Rhotekin Affinity Analysis
Rhotekin is a bacterial protein that selectively binds only to the active (GTP bound) form of RhoA and, thus, can be used to evaluate levels of RhoA activation. 32,35 A construct containing the active portion of the rhotekin peptide linked to glutathione-S-transferase (Rhotekin-GST) was purchased from Cytoskeleton (Denver, CO). Active RhoA immunohistochemical analysis was performed on ONs 7 days postinduction from perfusion-fixed (PF) animals that received intraventricular treatment 3 days after induction with either GM-CSF or vehicle. Following tissue isolation, nerves additionally were postfixed in 2% PF-PBS sectioned at 10 μm thickness. Sections then were reacted with the soluble rhotekin construct and cross-linked using 0.5% glutaraldehyde. Rhotekin localization was evaluated by confocal microscopy, using primary mouse anti-GST antibody and labeled secondary donkey anti-mouse antibody. 
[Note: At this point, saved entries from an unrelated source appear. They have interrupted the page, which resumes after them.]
//! Finds fast-growing videos from small YouTube channels.
//!
//! For every keyword in [`keywords::KEYWORDS`], the [`pipeline::QueryPipeline`] searches for the
//! most viewed videos of the last few days, looks up their view and subscriber counts, and keeps
//! the ones whose channel has fewer than [`pipeline::SUBSCRIBER_LIMIT`] subscribers. The outcome
//! of a run is a [`report::Report`], shown either on the web page served by [`server`] or on the
//! terminal.

pub mod config;
pub mod keywords;
pub mod pipeline;
pub mod report;
pub mod server;
pub mod youtube_api;

use crate::config::Config;
use crate::youtube_api::YouTubeClient;
use eyre::Context;
use std::io::IsTerminal;
use tracing::level_filters::LevelFilter;
use tracing_subscriber::EnvFilter;

/// Installs the global `tracing` subscriber writing to stderr.
///
/// Defaults to `info`; `RUST_LOG` overrides it.
pub fn init_tracing() {
    tracing_subscriber::fmt()
        .with_env_filter(
            EnvFilter::builder()
                .with_default_directive(LevelFilter::INFO.into())
                .from_env_lossy(),
        )
        .with_writer(std::io::stderr)
        .with_ansi(std::io::stderr().is_terminal())
        .init();
}

/// Builds the API client described by `config`.
pub fn youtube_client(config: &Config) -> eyre::Result<YouTubeClient> {
    let http_client = reqwest::Client::builder()
        .user_agent(concat!(env!("CARGO_PKG_NAME"), "/", env!("CARGO_PKG_VERSION")))
        .build()
        .context("build HTTP client")?;
    Ok(YouTubeClient::new(
        config.api_key.clone(),
        config.api_base_url.clone(),
        http_client,
    ))
}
Tissue for Stereology and Immunohistochemistry
Nine animals were used in each treatment group for long-term retinal ganglion cell stereology and late ON morphology. At 35 days after induction, these animals were anesthetized with ketamine/xylazine to deep surgical plane, and then perfused transcardially with 4% paraformaldehyde (PFA) in 0.05 M phosphate buffered saline (PF-PBS). Eyes were removed and postfixed in 4% PF-PFA overnight, and transferred to fresh PBS before retinal isolation. The ONs were isolated and the distal segment postfixed in glutaraldehyde-paraformaldehyde buffer (4FIG) for transmission electron microscopy (TEM) ultrastructural analysis. The rest of the ON was postfixed overnight in PF-PBS, cryoprotected in 30% sucrose in 0.05 M PBS and embedded in OCT. The ONs were frozen sectioned at 10 μm thickness. 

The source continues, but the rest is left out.